Furono due esperienze che mi gratificarono moltissimo, oltre che per la fiducia concessami, per il bel banco di prova e verifica delle mie capacità professionali mediche.
Il ricordo di queste mi è servito per sollecitare un forte e immediato stimolo di cambiamento, mi sono rivolto all’attuale Responsabile Nazionale Medico della FIKTA, il Dr. Giuseppe Chiametti, chiedendogli se la Commissione Medica potesse avere bisogno di una mia collaborazione.
Sentiti gli altri membri, il Dr. Mohammad Malak e il Dr. Carlo Mezzena, espressisi favorevolmente, sono stato inserito nell’organigramma medico federale.
Ogni evento della vita, ogni caduta, è un fatto necessario e preordinato nel karma individuale.
Il primo vero banco di prova sono stati i Campionati Italiani Assoluti di Casale Monferrato, del 4 e 5 giugno 2022.
È stata una gran bella esperienza umana e professionale, della quale ringrazio i Dottori Chiametti e Malak che mi hanno accolto in maniera molto inclusiva e con grande disponibilità. Ciò ha creato una bella alchimia che ci ha messo in condizione di operare in ottima sinergia, come se lo avessimo fatto da sempre e, ma non starebbe a me dirlo, con ottimi risultati.

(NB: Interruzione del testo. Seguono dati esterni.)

use thiserror::Error;

/// Result type for WLED operations
pub type Result<T> = std::result::Result<T, WledError>;

/// Errors that can occur when talking to a WLED device
#[derive(Error, Debug)]
pub enum WledError {
    /// WebSocket transport error
    #[error("WebSocket error: {0}")]
    WebSocket(#[from] tokio_tungstenite::tungstenite::Error),

    /// Connect or disconnect called in the wrong connection state
    #[error("Invalid connection state: {0}")]
    ConnectionState(String),

    /// A command was sent without a live connection
    #[error("Client is not connected")]
    NotConnected,

    /// The connection dropped before the device reported info and state
    #[error("Connection closed")]
    ConnectionClosed,

    /// The device did not report info and state in time
    #[error("Timed out waiting for the device to report info and state")]
    Timeout,

    /// A builder limit was reached
    #[error("Capacity exceeded: cannot add more than {limit} segments")]
    CapacityExceeded {
        /// Maximum number of segments the device supports
        limit: u32,
    },

    /// A segment setter was called before any segment was added
    #[error("No segments have been added")]
    NoSegment,

    /// Input outside the accepted range that cannot be clamped
    #[error("Validation error: {0}")]
    Validation(String),

    /// The operation needs device info that has not been received yet
    #[error("Client is not connected or the info has not been received yet")]
    InfoUnavailable,

    /// The operation needs device state that has not been received yet
    #[error("Client is not connected or the state has not been received yet")]
    StateUnavailable,

    /// JSON serialization/deserialization error
    #[error("JSON error: {0}")]
    Json(#[from] serde_json::Error),

    /// I/O error
    #[error("I/O error: {0}")]
    Io(#[from] std::io::Error),

    /// HTTP error from the liveness probe
    #[error("HTTP error: {0}")]
    Http(#[from] reqwest::Error),

    /// Invalid or unexpected response from a device
    #[error("Invalid response: {0}")]
    InvalidResponse(String),

    /// Event channel receive error
    #[error("Channel error: {0}")]
    ChannelError(String),
}
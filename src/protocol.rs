use crate::types::SegmentId;
use serde::de::DeserializeOwned;
use serde::{Serialize, Serializer};
use serde_json::{json, Map, Value};

/// Key of the device info section in inbound frames
pub const INFO_KEY: &str = "info";

/// Key of the device state section in inbound frames
pub const STATE_KEY: &str = "state";

/// Key carrying the per-command transition override
pub const TRANSITION_OVERRIDE_KEY: &str = "tt";

const TRANSITION_MAX: i64 = 65535;

/// A value in an outbound command
///
/// The device accepts absolute values and a handful of string encodings
/// for relative or random changes.
#[derive(Debug, Clone, Copy, PartialEq, Eq)]
pub enum CommandValue {
    /// Plain integer
    Absolute(i64),
    /// `"~N"`
    Increase(u32),
    /// `"~-N"`
    Decrease(u32),
    /// `"r"`
    Random,
    /// `"t"`, only meaningful for boolean fields
    Toggle,
}

impl CommandValue {
    /// Relative step in either direction
    pub fn step(forward: bool, steps: u32) -> Self {
        if forward {
            Self::Increase(steps)
        } else {
            Self::Decrease(steps)
        }
    }

    /// Wire representation
    pub fn to_value(self) -> Value {
        match self {
            Self::Absolute(n) => json!(n),
            Self::Increase(n) => json!(format!("~{}", n)),
            Self::Decrease(n) => json!(format!("~-{}", n)),
            Self::Random => json!("r"),
            Self::Toggle => json!("t"),
        }
    }
}

impl Serialize for CommandValue {
    fn serialize<S: Serializer>(&self, serializer: S) -> std::result::Result<S::Ok, S::Error> {
        self.to_value().serialize(serializer)
    }
}

/// Encode a preset range `"start~end~flag"`, flag `r` meaning shuffle
pub fn preset_range(start: i32, end: i32, shuffle: bool) -> String {
    format!("{}~{}~{}", start, end, if shuffle { "r" } else { "" })
}

/// Ask the device to report its current info and state
pub fn request_update() -> Value {
    json!({ "v": true })
}

/// Build `{"seg":[{..fields, "id": n}, ...]}` with one entry per id
///
/// `fields` must be a JSON object; each entry is an independent copy.
pub fn segments_with(fields: &Value, ids: &[SegmentId]) -> Value {
    let seg: Vec<Value> = ids
        .iter()
        .map(|id| {
            let mut entry = match fields {
                Value::Object(map) => map.clone(),
                _ => Map::new(),
            };
            entry.insert("id".to_string(), json!(id));
            Value::Object(entry)
        })
        .collect();

    json!({ "seg": seg })
}

/// Insert the client-local transition time, clamped to the device range
///
/// Non-object commands are left untouched.
pub fn inject_transition(message: &mut Value, transition_time: i64) {
    if let Some(obj) = message.as_object_mut() {
        obj.insert(
            TRANSITION_OVERRIDE_KEY.to_string(),
            json!(transition_time.clamp(0, TRANSITION_MAX)),
        );
    }
}

/// Look up and decode one top-level section of an inbound frame
///
/// Returns `None` if the section is absent, `Some(Err)` if it is present
/// but malformed.
pub fn parse_section<T: DeserializeOwned>(
    frame: &Value,
    key: &str,
) -> Option<std::result::Result<T, serde_json::Error>> {
    frame
        .get(key)
        .map(|section| T::deserialize(section))
}
//! Free-standing commands over any [`DeviceSession`]
//!
//! Every function reads the session's snapshots once, at call time, and
//! sends a single fire-and-forget command. Functions taking segment targets
//! resolve them against the current state on every call.

use crate::error::Result;
use crate::preset::PresetBuilder;
use crate::protocol::{preset_range, segments_with, CommandValue};
use crate::session::DeviceSession;
use crate::targets::{resolve_targets, SegmentTarget};
use crate::types::Rgb;
use rand::Rng;
use serde_json::{json, Value};
use std::future::Future;

const PRESET_MIN: i64 = 1;
const PRESET_MAX: i64 = 250;

/// Where a command applies
#[derive(Debug, Clone, Copy, PartialEq, Eq)]
pub enum Scope<'a> {
    /// The top-level device state
    Device,
    /// Selected segments; an empty slice means every segment
    Segments(&'a [SegmentTarget]),
}

/// Send `{key: value}` either top-level or once per resolved segment
async fn send_field(session: &dyn DeviceSession, scope: Scope<'_>, key: &str, value: Value) -> Result<()> {
    let mut fields = serde_json::Map::new();
    fields.insert(key.to_string(), value);
    let fields = Value::Object(fields);

    match scope {
        Scope::Device => session.send_value(fields).await,
        Scope::Segments(targets) => send_to_segments(session, targets, &fields).await,
    }
}

async fn send_to_segments(
    session: &dyn DeviceSession,
    targets: &[SegmentTarget],
    fields: &Value,
) -> Result<()> {
    let state = session.state_or_err()?;
    let ids = resolve_targets(&state, targets);
    if ids.is_empty() {
        tracing::debug!("No existing segments matched {:?}, nothing sent", targets);
        return Ok(());
    }

    session.send_value(segments_with(fields, &ids)).await
}

// ========== Power ==========

pub async fn turn_on(session: &dyn DeviceSession, scope: Scope<'_>) -> Result<()> {
    send_field(session, scope, "on", json!(true)).await
}

pub async fn turn_off(session: &dyn DeviceSession, scope: Scope<'_>) -> Result<()> {
    send_field(session, scope, "on", json!(false)).await
}

pub async fn toggle(session: &dyn DeviceSession, scope: Scope<'_>) -> Result<()> {
    send_field(session, scope, "on", CommandValue::Toggle.to_value()).await
}

// ========== Brightness ==========

/// Set brightness, clamped to 0..=255
///
/// # Example
///
/// ```no_run
/// use wled_session::{commands, commands::Scope, SegmentTarget, WledClient};
///
/// #[tokio::main]
/// async fn main() -> Result<(), Box<dyn std::error::Error>> {
///     let client = WledClient::new("192.168.1.50");
///     client.connect(true).await?;
///     commands::set_brightness(&client, Scope::Device, 128).await?;
///     commands::set_brightness(&client, Scope::Segments(&[SegmentTarget::Main]), 40).await?;
///     Ok(())
/// }
/// ```
pub async fn set_brightness(session: &dyn DeviceSession, scope: Scope<'_>, brightness: i64) -> Result<()> {
    let value = CommandValue::Absolute(brightness.clamp(0, 255));
    send_field(session, scope, "bri", value.to_value()).await
}

/// Let the device pick a random brightness
pub async fn set_random_brightness(session: &dyn DeviceSession, scope: Scope<'_>) -> Result<()> {
    send_field(session, scope, "bri", CommandValue::Random.to_value()).await
}

pub async fn increase_brightness(session: &dyn DeviceSession, scope: Scope<'_>, amount: i64) -> Result<()> {
    let value = CommandValue::Increase(amount.clamp(0, 255) as u32);
    send_field(session, scope, "bri", value.to_value()).await
}

pub async fn decrease_brightness(session: &dyn DeviceSession, scope: Scope<'_>, amount: i64) -> Result<()> {
    let value = CommandValue::Decrease(amount.clamp(0, 255) as u32);
    send_field(session, scope, "bri", value.to_value()).await
}

// ========== Color ==========

/// Set the three color slots of the targeted segments
///
/// `None` is sent as an empty string, which leaves that slot unchanged.
pub async fn set_colors(
    session: &dyn DeviceSession,
    targets: &[SegmentTarget],
    primary: Option<Rgb>,
    secondary: Option<Rgb>,
    tertiary: Option<Rgb>,
) -> Result<()> {
    let slot = |color: Option<Rgb>| color.map(Rgb::to_hex).unwrap_or_default();
    let fields = json!({ "col": [slot(primary), slot(secondary), slot(tertiary)] });
    send_to_segments(session, targets, &fields).await
}

pub async fn set_primary_color(session: &dyn DeviceSession, targets: &[SegmentTarget], color: Rgb) -> Result<()> {
    set_colors(session, targets, Some(color), None, None).await
}

pub async fn set_secondary_color(session: &dyn DeviceSession, targets: &[SegmentTarget], color: Rgb) -> Result<()> {
    set_colors(session, targets, None, Some(color), None).await
}

pub async fn set_tertiary_color(session: &dyn DeviceSession, targets: &[SegmentTarget], color: Rgb) -> Result<()> {
    set_colors(session, targets, None, None, Some(color)).await
}

// ========== Effects ==========

pub fn is_valid_effect_id(session: &dyn DeviceSession, effect_id: i64) -> Result<bool> {
    let count = i64::from(session.info_or_err()?.effect_count);
    Ok((0..count).contains(&effect_id))
}

/// Clamp to the ids the device reports. Needs device info.
pub fn clamp_effect_id(session: &dyn DeviceSession, effect_id: i64) -> Result<u32> {
    let count = session.info_or_err()?.effect_count;
    Ok(clamp_to_count(effect_id, count))
}

pub fn random_effect_id<R: Rng + ?Sized>(session: &dyn DeviceSession, rng: &mut R) -> Result<u32> {
    let count = session.info_or_err()?.effect_count;
    Ok(random_below(rng, count))
}

pub async fn set_effect(session: &dyn DeviceSession, targets: &[SegmentTarget], effect_id: i64) -> Result<()> {
    let effect_id = clamp_effect_id(session, effect_id)?;
    send_to_segments(session, targets, &json!({ "fx": effect_id })).await
}

/// Pick an effect with `rng` and apply it
///
/// The id is drawn before the returned future runs, so `rng` need not be `Send`.
pub fn set_random_effect<'a, R: Rng + ?Sized>(
    session: &'a dyn DeviceSession,
    targets: &'a [SegmentTarget],
    rng: &mut R,
) -> impl Future<Output = Result<()>> + Send + 'a {
    let effect_id = random_effect_id(session, rng);
    async move { set_effect(session, targets, i64::from(effect_id?)).await }
}

/// Move `steps` effects forward or back
pub async fn step_effects(
    session: &dyn DeviceSession,
    targets: &[SegmentTarget],
    forward: bool,
    steps: u32,
) -> Result<()> {
    let fields = json!({ "fx": CommandValue::step(forward, steps) });
    send_to_segments(session, targets, &fields).await
}

// ========== Palettes ==========

pub fn is_valid_palette_id(session: &dyn DeviceSession, palette_id: i64) -> Result<bool> {
    let count = i64::from(session.info_or_err()?.palette_count);
    Ok((0..count).contains(&palette_id))
}

/// Clamp to the ids the device reports. Needs device info.
pub fn clamp_palette_id(session: &dyn DeviceSession, palette_id: i64) -> Result<u32> {
    let count = session.info_or_err()?.palette_count;
    Ok(clamp_to_count(palette_id, count))
}

pub fn random_palette_id<R: Rng + ?Sized>(session: &dyn DeviceSession, rng: &mut R) -> Result<u32> {
    let count = session.info_or_err()?.palette_count;
    Ok(random_below(rng, count))
}

pub async fn set_palette(session: &dyn DeviceSession, targets: &[SegmentTarget], palette_id: i64) -> Result<()> {
    let palette_id = clamp_palette_id(session, palette_id)?;
    send_to_segments(session, targets, &json!({ "pal": palette_id })).await
}

pub fn set_random_palette<'a, R: Rng + ?Sized>(
    session: &'a dyn DeviceSession,
    targets: &'a [SegmentTarget],
    rng: &mut R,
) -> impl Future<Output = Result<()>> + Send + 'a {
    let palette_id = random_palette_id(session, rng);
    async move { set_palette(session, targets, i64::from(palette_id?)).await }
}

pub async fn step_palettes(
    session: &dyn DeviceSession,
    targets: &[SegmentTarget],
    forward: bool,
    steps: u32,
) -> Result<()> {
    let fields = json!({ "pal": CommandValue::step(forward, steps) });
    send_to_segments(session, targets, &fields).await
}

// ========== Transition ==========

/// Device-wide crossfade duration in units of 100ms, clamped to 0..=65535
pub async fn set_transition_duration(session: &dyn DeviceSession, duration: i64) -> Result<()> {
    session
        .send_value(json!({ "transition": duration.clamp(0, 65535) }))
        .await
}

// ========== Presets ==========

/// Load a preset; `-1` is accepted and means none
pub async fn load_preset(session: &dyn DeviceSession, preset_id: i64) -> Result<()> {
    session
        .send_value(json!({ "ps": preset_id.clamp(-1, PRESET_MAX) }))
        .await
}

/// Cycle through presets `start..=end`, optionally shuffled
pub async fn load_preset_range(session: &dyn DeviceSession, start: i64, end: i64, shuffle: bool) -> Result<()> {
    let start = start.clamp(-1, PRESET_MAX) as i32;
    let end = end.clamp(-1, PRESET_MAX) as i32;
    session
        .send_value(json!({ "ps": preset_range(start, end, shuffle) }))
        .await
}

pub async fn save_preset(session: &dyn DeviceSession, preset: &PresetBuilder) -> Result<()> {
    session.send_value(preset.build()).await
}

pub async fn delete_preset(session: &dyn DeviceSession, preset_id: i64) -> Result<()> {
    session
        .send_value(json!({ "pdel": preset_id.clamp(PRESET_MIN, PRESET_MAX) }))
        .await
}

fn clamp_to_count(id: i64, count: u32) -> u32 {
    id.clamp(0, (i64::from(count) - 1).max(0)) as u32
}

fn random_below<R: Rng + ?Sized>(rng: &mut R, count: u32) -> u32 {
    if count == 0 {
        0
    } else {
        rng.gen_range(0..count)
    }
}

#[cfg(test)]
mod tests {
    use super::*;
    use crate::error::WledError;
    use crate::session::fake::{info, state_with_segments, FakeSession};
    use rand::rngs::StdRng;
    use rand::SeedableRng;

    fn session() -> FakeSession {
        FakeSession::default()
            .with_info(info(60, 8, 10, 5))
            .with_state(state_with_segments(&[0, 1, 4], 1))
    }

    #[tokio::test]
    async fn device_scope_sends_top_level_field() {
        let session = session();
        set_brightness(&session, Scope::Device, 400).await.unwrap();
        turn_off(&session, Scope::Device).await.unwrap();

        assert_eq!(session.sent(), vec![json!({ "bri": 255 }), json!({ "on": false })]);
    }

    #[tokio::test]
    async fn segment_scope_sends_one_entry_per_resolved_id() {
        let session = session();
        let targets = [SegmentTarget::Main, SegmentTarget::Id(4), SegmentTarget::Id(7)];
        toggle(&session, Scope::Segments(&targets)).await.unwrap();

        assert_eq!(
            session.sent(),
            vec![json!({ "seg": [ { "on": "t", "id": 1 }, { "on": "t", "id": 4 } ] })]
        );
    }

    #[tokio::test]
    async fn relative_and_random_brightness() {
        let session = session();
        increase_brightness(&session, Scope::Device, 10).await.unwrap();
        decrease_brightness(&session, Scope::Device, 999).await.unwrap();
        set_random_brightness(&session, Scope::Segments(&[])).await.unwrap();

        let sent = session.sent();
        assert_eq!(sent[0], json!({ "bri": "~10" }));
        assert_eq!(sent[1], json!({ "bri": "~-255" }));
        assert_eq!(sent[2]["seg"].as_array().unwrap().len(), 3);
        assert_eq!(sent[2]["seg"][2], json!({ "bri": "r", "id": 4 }));
    }

    #[tokio::test]
    async fn segment_scope_needs_state() {
        let session = FakeSession::default().with_info(info(60, 8, 10, 5));
        let result = turn_on(&session, Scope::Segments(&[])).await;
        assert!(matches!(result, Err(WledError::StateUnavailable)));
        assert!(session.sent().is_empty());
    }

    #[tokio::test]
    async fn colors_keep_unset_slots_empty() {
        let session = session();
        set_secondary_color(&session, &[SegmentTarget::Id(0)], Rgb::new(0, 255, 0))
            .await
            .unwrap();

        assert_eq!(
            session.sent(),
            vec![json!({ "seg": [ { "col": ["", "00FF00", ""], "id": 0 } ] })]
        );
    }

    #[tokio::test]
    async fn effects_are_clamped_and_stepped() {
        let session = session();
        assert!(is_valid_effect_id(&session, 9).unwrap());
        assert!(!is_valid_effect_id(&session, 10).unwrap());

        set_effect(&session, &[SegmentTarget::Id(1)], 42).await.unwrap();
        step_effects(&session, &[SegmentTarget::Id(1)], false, 2).await.unwrap();

        let sent = session.sent();
        assert_eq!(sent[0], json!({ "seg": [ { "fx": 9, "id": 1 } ] }));
        assert_eq!(sent[1], json!({ "seg": [ { "fx": "~-2", "id": 1 } ] }));
    }

    #[tokio::test]
    async fn random_palette_is_deterministic_with_seeded_rng() {
        let session = session();
        let mut rng = StdRng::seed_from_u64(7);
        let expected = StdRng::seed_from_u64(7).gen_range(0..5u32);

        set_random_palette(&session, &[SegmentTarget::Id(0)], &mut rng).await.unwrap();

        assert_eq!(session.sent()[0], json!({ "seg": [ { "pal": expected, "id": 0 } ] }));
    }

    #[test]
    fn random_ids_stay_in_range() {
        let session = session();
        let mut rng = StdRng::seed_from_u64(1);
        for _ in 0..100 {
            assert!(random_effect_id(&session, &mut rng).unwrap() < 10);
            assert!(random_palette_id(&session, &mut rng).unwrap() < 5);
        }
    }

    #[tokio::test]
    async fn preset_commands_clamp_ids() {
        let session = session();
        load_preset(&session, 999).await.unwrap();
        load_preset_range(&session, -5, 12, true).await.unwrap();
        delete_preset(&session, 0).await.unwrap();
        set_transition_duration(&session, 70_000).await.unwrap();

        assert_eq!(
            session.sent(),
            vec![
                json!({ "ps": 250 }),
                json!({ "ps": "-1~12~r" }),
                json!({ "pdel": 1 }),
                json!({ "transition": 65535 }),
            ]
        );
    }
}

Le differenze fra il ruolo di Medico di Gara e l’Arbitro non riguardano, a mio modo di vedere, solo i ruoli tecnici interpretati. Ambedue le categorie, operano per il corretto andamento della gara, tuttavia, il Medico deve fornire, aldilà delle prestazioni strettamente professionali, un supporto emozionale all’atleta.
L’Arbitro, pur tenendone conto, non deve farsi coinvolgere dalle emozioni dei praticanti, onde rimanere nell’imprescindibile stato di equidistanza super partes che impone il suo ruolo.
Ai recenti Assoluti mi sono imbattuto in molti casi di distress emotivo e respiratorio. È pur vero che i ragazzi venivano da due anni di assenza dalle competizioni, alcuni di loro non erano in condizioni fisiche ottimali, tuttavia, credo che l’orrendo scenario sociale e geopolitico propostosi nelle vite di tutti, abbia rappresentato un potente stimolo stressogeno, subliminale.
La mia esperienza di medico olista e di volontario in oncoematologia pediatrica mi è tornata utile per indurre in tutti gli assistiti dei rapidi riequilibri psicofisici, attraverso la gestione della respirazione, con tecniche di tipo terapeutico e consapevole.
Mi sono reso conto che uno dei compiti del medico di gara è proprio questo: fare di tutto, nei limiti dell’interesse supremo della salute dei ragazzi, per “tenerli in gara”, assistendoli nei momenti di difficoltà, con la sapienza del medico, certo, ma soprattutto col buonsenso di chi è stato prima di tutto, un ragazzo, un agonista e poi un arbitro.
Il Medico deve fornire, aldilà delle prestazioni strettamente professionali, un supporto emozionale all’atleta.
Mi sono anche reso conto, ma questo anche quando ero arbitro, dell’importanza di una corretta e produttiva comunicazione fra il Medico e l’Arbitro e in questo, la mia esperienza ha rappresentato un vero e utilissimo elemento facilitante.
Solo il medico può, dal punto di vista clinico, decidere l’entità del colpo subito dall’atleta, ma è anche vero che sovente viene, giocoforza, interpellato “a giochi fatti”, ergo, in totale assenza di elementi dinamici e situazionali, atti a fornire un arricchimento di conoscenza utile alla diagnosi.
È a questo punto che emerge l’importanza della collaborazione fra Arbitro e Medico che in fin dei conti sono ambedue, insieme ai Presidenti di Giuria, Ufficiali di Gara.
La loro interazione deve essere semplice, immediata, fluida, tanto più nelle prime e ultime fasi della gara, quelle in cui la mancanza iniziale di adattamento allo scenario o all’opposto la stanchezza possono giocare butti scherzi, fornendo immagini non coerenti fra i diversi punti di vista.
In questo credo di essere stato un piccolo, ma significativo valore aggiunto alla notevole competenza e bravura dei miei più esperti colleghi medici ed è questo che molti arbitri e atleti mi hanno attestato a fine gara.